Pursuant to the terms of the letter of intent, Rainwater will purchase in a
private placement approximately 58.8 million shares of a new class of
convertible preferred stock and MESA will offer approximately 58.4 million
shares of convertible preferred stock to MESA stockholders in a rights offering
(the "Rights Offering"). Rainwater will provide a standby commitment to
purchase any shares of preferred stock not subscribed to in the Rights
Offering. Rights will be distributed to common stockholders on a pro rata
basis. The rights will allow the stockholder to purchase, in respect of each
share of common stock, approximately .91 shares of preferred stock at $2.26 per
share, the same per share price at which Rainwater will purchase preferred
shares. The rights will be transferrable and holders of the rights will be
offered over-subscription privileges for shares not purchased by other rights
holders.

     Each preferred share will be convertible into one share of MESA common
stock at any time prior to mandatory redemption in 2006. An annual 8%
pay-in-kind dividend will be paid on the preferred shares during the first four
years following issuance. Thereafter, the 8% dividend may, at the option of
MESA, be paid in cash or additional shares depending on whether certain
financial tests are met.

    The preferred stock will represent 63.6% of the fully diluted common shares
at the time of issuance and 70.6% after the mandatory four-year pay-in-kind
period, assuming no other stock issuance by MESA. The preferred stock will have
a liquidation price equal to the purchase price. The preferred shares purchased
in the Rights Offering will vote with the common stock as a single class on all
matters, except as otherwise required by law and except for certain special
voting rights for shares held by Rainwater.

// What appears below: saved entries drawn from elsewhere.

//! Application orchestration for the Harmony simulator
//!
//! Wires configuration, both gloves, the broadcaster and the WebSocket server,
//! then runs the fixed-rate tick loop on the calling thread until the shared
//! running flag is cleared.

use crate::config::AppConfig;
use crate::core::types::Device;
use crate::devices::GloveSimulator;
use crate::error::{Error, Result};
use crate::gesture::GestureState;
use crate::streaming::{BroadcastStats, FrameBroadcaster, SinkRegistry, WsServer};
use log::{debug, info, warn};
use std::net::SocketAddr;
use std::sync::Arc;
use std::sync::atomic::{AtomicBool, Ordering};
use std::time::Instant;

/// Main application structure that owns all components
pub struct HarmonyApp {
    config: AppConfig,
    broadcaster: FrameBroadcaster,
    server: WsServer,
    gestures: Arc<GestureState>,
    running: Arc<AtomicBool>,
}

impl HarmonyApp {
    /// Validate the configuration, build the simulation and start listening
    pub fn new(config: AppConfig, running: Arc<AtomicBool>) -> Result<Self> {
        config.validate()?;

        let table = config.gesture_table()?;
        let initial = table.lookup(&config.simulation.initial_gesture).ok_or_else(|| {
            Error::Config(format!(
                "unknown initial_gesture '{}'",
                config.simulation.initial_gesture
            ))
        })?;
        let gestures = Arc::new(GestureState::new(table, initial));

        let rates = config.simulation.motion_rates();
        let sim = &config.simulation;
        let left = GloveSimulator::new(Device::Left.wire_name(), sim.left_seed, rates);
        let right = GloveSimulator::new(Device::Right.wire_name(), sim.right_seed, rates);

        let registry = SinkRegistry::new();
        let server = WsServer::bind(
            &config.network.socket_address(),
            registry.clone(),
            Arc::clone(&gestures),
            Arc::clone(&running),
        )?;

        let broadcaster = FrameBroadcaster::new(
            config.streaming.wire_format,
            left,
            right,
            Arc::clone(&gestures),
            registry,
        )
        .with_summary_interval(config.streaming.summary_interval());

        Ok(Self {
            config,
            broadcaster,
            server,
            gestures,
            running,
        })
    }

    /// Address the WebSocket server is bound to
    pub fn local_addr(&self) -> SocketAddr {
        self.server.local_addr()
    }

    pub fn stats(&self) -> BroadcastStats {
        self.broadcaster.stats()
    }

    /// Run the tick loop until the running flag is cleared
    pub fn run(&mut self) -> Result<()> {
        let interval = self.config.streaming.tick_interval();
        let dt = interval.as_secs_f64();

        self.log_banner();

        let mut next_tick = Instant::now() + interval;
        while self.running.load(Ordering::Relaxed) {
            let now = Instant::now();
            if next_tick > now {
                std::thread::sleep(next_tick - now);
            }

            if let Err(e) = self.broadcaster.tick(dt) {
                warn!("Tick failed: {}", e);
            }

            next_tick += interval;
            let now = Instant::now();
            if now > next_tick + interval {
                debug!(
                    "Tick loop behind by {:?}, skipping ahead",
                    now.saturating_duration_since(next_tick)
                );
                next_tick = now + interval;
            }
        }

        let stats = self.broadcaster.stats();
        info!(
            "Stopped after {} ticks ({} frames, {} messages, {} bytes, {} sinks dropped)",
            stats.ticks, stats.frames, stats.messages, stats.bytes, stats.dropped
        );
        Ok(())
    }

    fn log_banner(&self) {
        info!(
            "Harmony glove simulator | mode: {} | rate: {} Hz | ws://{}",
            self.config.streaming.wire_format,
            self.config.streaming.rate_hz,
            self.server.local_addr()
        );
        info!("Presets (send the name as a text message):");
        for gesture in self.gestures.table().iter() {
            info!("  {:12} {}", gesture.name(), gesture.description());
        }
        info!("Active gesture: {}", self.gestures.current().name());
    }
}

     Rainwater will be entitled to elect two members of MESA's Board, which
will have seven directors.  The Rainwater designees will constitute two of
the three members of a newly formed executive committee of the Board.  The



                                      43
<PAGE>   44

executive committee will act for the whole Board on matters which by law do not
need Board authorization and will have authority over major capital
transactions, stock issuances, financing arrangements, budgeting, and other
items.

     During an interim 30-day period beginning February 28, 1996, MESA, with
assistance from Rainwater, will seek commitments for new bank loans plus
assurance of availability of new subordinated debt to be issued in conjunction
with the transaction. Proceeds from the new debt, when combined with proceeds
from the newly issued equity and MESA's available cash balances, would
refinance or repay all of MESA's existing debt.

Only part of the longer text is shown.